Parsley is a nutritious plant that can improve heart health. It is a good source of B vitamins – 30 grams provides 11% of daily needs.

High dietary folate intake can reduce the risk of heart disease in certain age groups. A large study in over 58,000 people found that the highest folate intake was associated with a 38 percent reduced risk of heart disease.

Accelerates urination

Parsley leaf is especially effective as a means of stimulating the excretion of harmful substances from the body. Antioxidants and chlorophyll in the leaf of the plant help to get rid of harmful and toxic elements that cause inflammation and infection.

Chop the root and leaf of the primrose to get two or three tablespoons of the mixture. Boil in 2.5 decilitres for five minutes. When cool, drink. You can drink up to three cups of this tea a day. The drink will help you get rid of swelling and bloating.

Ideal in nutrition

Parsley is an extremely practical and cheap option to spice up food. You can use dried primrose as an ingredient in various recipes. It can improve the taste of tomato soups, stews and sauces. In addition, it is often combined with other herbs in recipes inspired by Italian recipes.

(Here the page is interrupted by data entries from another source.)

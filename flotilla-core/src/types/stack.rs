//! Stack and app domain types.

use serde::{Deserialize, Serialize};

/// A named, independently deployable cluster managed by the fleet service.
///
/// Immutable snapshot fetched once per analysis; never mutated afterwards.
#[derive(Debug, Clone, Serialize, Deserialize)]
pub struct Stack {
    /// Stack ID
    pub id: String,

    /// Display name
    pub name: String,

    /// Declared cookbook source, if any
    #[serde(default)]
    pub cookbook_source: Option<CookbookSource>,
}

/// Where a stack's cookbook artifact lives.
#[derive(Debug, Clone, Serialize, Deserialize)]
pub struct CookbookSource {
    /// Source type as declared by the fleet service (e.g. "s3", "git")
    #[serde(rename = "type")]
    pub kind: String,

    /// Artifact store location URL
    pub url: String,
}

/// An application belonging to exactly one stack.
#[derive(Debug, Clone, Serialize, Deserialize)]
pub struct App {
    /// App ID
    pub id: String,

    /// Display name
    pub name: String,

    /// Owning stack ID
    pub stack_id: String,
}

Fresh parsley is also a great addition to homemade salad dressings, marinades and seafood. Many people use fresh twigs in recipes that do not require cooking or add the plant at the end of the cooking period.

Interestingly, the plant can act as a natural breath freshener, so you can also chew a twig during cooking to freshen your breath.

To prolong the life of fresh parsley, tie the bunch with a damp paper towel and store it in a closed container in the refrigerator. You can easily include dried or fresh leaves in your diet by adding them to soups, salads, marinades and sauces.